With nothing omitted, transcribe the entries exactly as written.

-------- Task data --------

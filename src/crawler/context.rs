//! Per-run mutable state
//!
//! Counters live in an explicit context threaded through the crawl instead
//! of module globals, so parallel test runs cannot interfere.

use crate::{FlatwatchError, Result};

/// State shared across one crawl run
#[derive(Debug)]
pub struct RunContext {
    /// Listings that could not be fetched or parsed this run
    pub missed: u32,

    /// Missed-listing ceiling; exceeding it aborts the run
    pub missed_limit: u32,

    /// Listings skipped because their price was unchanged
    pub skipped: u32,

    /// Records durably written
    pub saved: usize,

    /// Pages fully processed
    pub pages_processed: u32,
}

impl RunContext {
    pub fn new(missed_limit: u32) -> Self {
        Self {
            missed: 0,
            missed_limit,
            skipped: 0,
            saved: 0,
            pages_processed: 0,
        }
    }

    /// Records one missed listing
    ///
    /// # Errors
    ///
    /// `FlatwatchError::MaxMissedListings` once the counter passes the
    /// ceiling - the circuit breaker against a systematically unreachable
    /// source.
    pub fn record_miss(&mut self) -> Result<()> {
        self.missed += 1;
        if self.missed > self.missed_limit {
            return Err(FlatwatchError::MaxMissedListings {
                missed: self.missed,
                limit: self.missed_limit,
            });
        }
        Ok(())
    }
}

#[cfg(test)]
mod tests {
    use super::*;

    #[test]
    fn test_misses_below_ceiling_are_ok() {
        let mut ctx = RunContext::new(3);
        assert!(ctx.record_miss().is_ok());
        assert!(ctx.record_miss().is_ok());
        assert!(ctx.record_miss().is_ok());
        assert_eq!(ctx.missed, 3);
    }

    #[test]
    fn test_exceeding_ceiling_aborts() {
        let mut ctx = RunContext::new(2);
        ctx.record_miss().unwrap();
        ctx.record_miss().unwrap();
        let err = ctx.record_miss().unwrap_err();
        assert!(matches!(
            err,
            FlatwatchError::MaxMissedListings { missed: 3, limit: 2 }
        ));
    }

    #[test]
    fn test_zero_ceiling_aborts_on_first_miss() {
        let mut ctx = RunContext::new(0);
        assert!(ctx.record_miss().is_err());
    }
}
//! Storage trait and error types

use crate::storage::Flat;
use rusqlite::ffi::ErrorCode;
use thiserror::Error;

/// Errors that can occur during storage operations
#[derive(Debug, Error)]
pub enum StoreError {
    #[error("SQLite error: {0}")]
    Sqlite(#[from] rusqlite::Error),

    #[error("Connection error: {0}")]
    Connection(String),
}

impl StoreError {
    /// Whether this is a write-contention error worth retrying in place
    /// (SQLITE_BUSY / SQLITE_LOCKED class)
    pub fn is_contention(&self) -> bool {
        matches!(
            self,
            StoreError::Sqlite(rusqlite::Error::SqliteFailure(e, _))
                if e.code == ErrorCode::DatabaseBusy || e.code == ErrorCode::DatabaseLocked
        )
    }

    /// Whether this looks like a lost or unusable connection, warranting a
    /// reconnect before the next attempt
    pub fn is_connectivity(&self) -> bool {
        match self {
            StoreError::Connection(_) => true,
            StoreError::Sqlite(rusqlite::Error::SqliteFailure(e, _)) => matches!(
                e.code,
                ErrorCode::CannotOpen | ErrorCode::NotADatabase | ErrorCode::DiskFull
            ),
            _ => false,
        }
    }
}

/// Result type for storage operations
pub type StoreResult<T> = Result<T, StoreError>;

/// Trait for the persistence backend used by the crawl
///
/// One logical writer (the current crawl run) uses the store at a time;
/// batch transactions are the unit of isolation.
pub trait Store {
    /// Upserts listing metadata and the day's price observation for each
    /// record, in bounded batches
    ///
    /// Returns the number of records durably written. Batches that keep
    /// failing after bounded retries are abandoned and logged; partial
    /// success is acceptable, so an `Ok` count may be lower than the input
    /// length.
    fn upsert_listings(&mut self, records: &[Flat]) -> StoreResult<usize>;

    /// The most recent price observation for a listing, if any
    fn latest_price(&self, flat_id: i64) -> StoreResult<Option<i64>>;

    /// Re-establishes the underlying connection after a connectivity failure
    fn reconnect(&mut self) -> StoreResult<()>;
}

--------

* **Answer below**
filename src/crawler/context.rs
//! Per-run mutable state
//!
//! Counters live in an explicit context threaded through the crawl instead
//! of module globals, so parallel test runs cannot interfere.

use crate::{FlatwatchError, Result};

/// State shared across one crawl run
#[derive(Debug)]
pub struct RunContext {
    /// Listings that could not be fetched or parsed this run
    pub missed: u32,

    /// Missed-listing ceiling; exceeding it aborts the run
    pub missed_limit: u32,

    /// Listings skipped because their price was unchanged
    pub skipped: u32,

    /// Records durably written
    pub saved: usize,

    /// Pages fully processed
    pub pages_processed: u32,
}

impl RunContext {
    pub fn new(missed_limit: u32) -> Self {
        Self {
            missed: 0,
            missed_limit,
            skipped: 0,
            saved: 0,
            pages_processed: 0,
        }
    }

    /// Records one missed listing
    ///
    /// # Errors
    ///
    /// `FlatwatchError::MaxMissedListings` once the counter passes the
    /// ceiling - the circuit breaker against a systematically unreachable
    /// source.
    pub fn record_miss(&mut self) -> Result<()> {
        self.missed += 1;
        if self.missed > self.missed_limit {
            return Err(FlatwatchError::MaxMissedListings {
                missed: self.missed,
                limit: self.missed_limit,
            });
        }
        Ok(())
    }
}

#[cfg(test)]
mod tests {
    use super::*;

    #[test]
    fn test_misses_below_ceiling_are_ok() {
        let mut ctx = RunContext::new(3);
        assert!(ctx.record_miss().is_ok());
        assert!(ctx.record_miss().is_ok());
        assert!(ctx.record_miss().is_ok());
        assert_eq!(ctx.missed, 3);
    }

    #[test]
    fn test_exceeding_ceiling_aborts() {
        let mut ctx = RunContext::new(2);
        ctx.record_miss().unwrap();
        ctx.record_miss().unwrap();
        let err = ctx.record_miss().unwrap_err();
        assert!(matches!(
            err,
            FlatwatchError::MaxMissedListings { missed: 3, limit: 2 }
        ));
    }

    #[test]
    fn test_zero_ceiling_aborts_on_first_miss() {
        let mut ctx = RunContext::new(0);
        assert!(ctx.record_miss().is_err());
    }
}
//! Storage trait and error types

use crate::storage::Flat;
use rusqlite::ffi::ErrorCode;
use thiserror::Error;

/// Errors that can occur during storage operations
#[derive(Debug, Error)]
pub enum StoreError {
    #[error("SQLite error: {0}")]
    Sqlite(#[from] rusqlite::Error),

    #[error("Connection error: {0}")]
    Connection(String),
}

impl StoreError {
    /// Whether this is a write-contention error worth retrying in place
    /// (SQLITE_BUSY / SQLITE_LOCKED class)
    pub fn is_contention(&self) -> bool {
        matches!(
            self,
            StoreError::Sqlite(rusqlite::Error::SqliteFailure(e, _))
                if e.code == ErrorCode::DatabaseBusy || e.code == ErrorCode::DatabaseLocked
        )
    }

    /// Whether this looks like a lost or unusable connection, warranting a
    /// reconnect before the next attempt
    pub fn is_connectivity(&self) -> bool {
        match self {
            StoreError::Connection(_) => true,
            StoreError::Sqlite(rusqlite::Error::SqliteFailure(e, _)) => matches!(
                e.code,
                ErrorCode::CannotOpen | ErrorCode::NotADatabase | ErrorCode::DiskFull
            ),
            _ => false,
        }
    }
}

/// Result type for storage operations
pub type StoreResult<T> = Result<T, StoreError>;

/// Trait for the persistence backend used by the crawl
///
/// One logical writer (the current crawl run) uses the store at a time;
/// batch transactions are the unit of isolation.
pub trait Store {
    /// Upserts listing metadata and the day's price observation for each
    /// record, in bounded batches
    ///
    /// Returns the number of records durably written. Batches that keep
    /// failing after bounded retries are abandoned and logged; partial
    /// success is acceptable, so an `Ok` count may be lower than the input
    /// length.
    fn upsert_listings(&mut self, records: &[Flat]) -> StoreResult<usize>;

    /// The most recent price observation for a listing, if any
    fn latest_price(&self, flat_id: i64) -> StoreResult<Option<i64>>;

    /// Re-establishes the underlying connection after a connectivity failure
    fn reconnect(&mut self) -> StoreResult<()>;
}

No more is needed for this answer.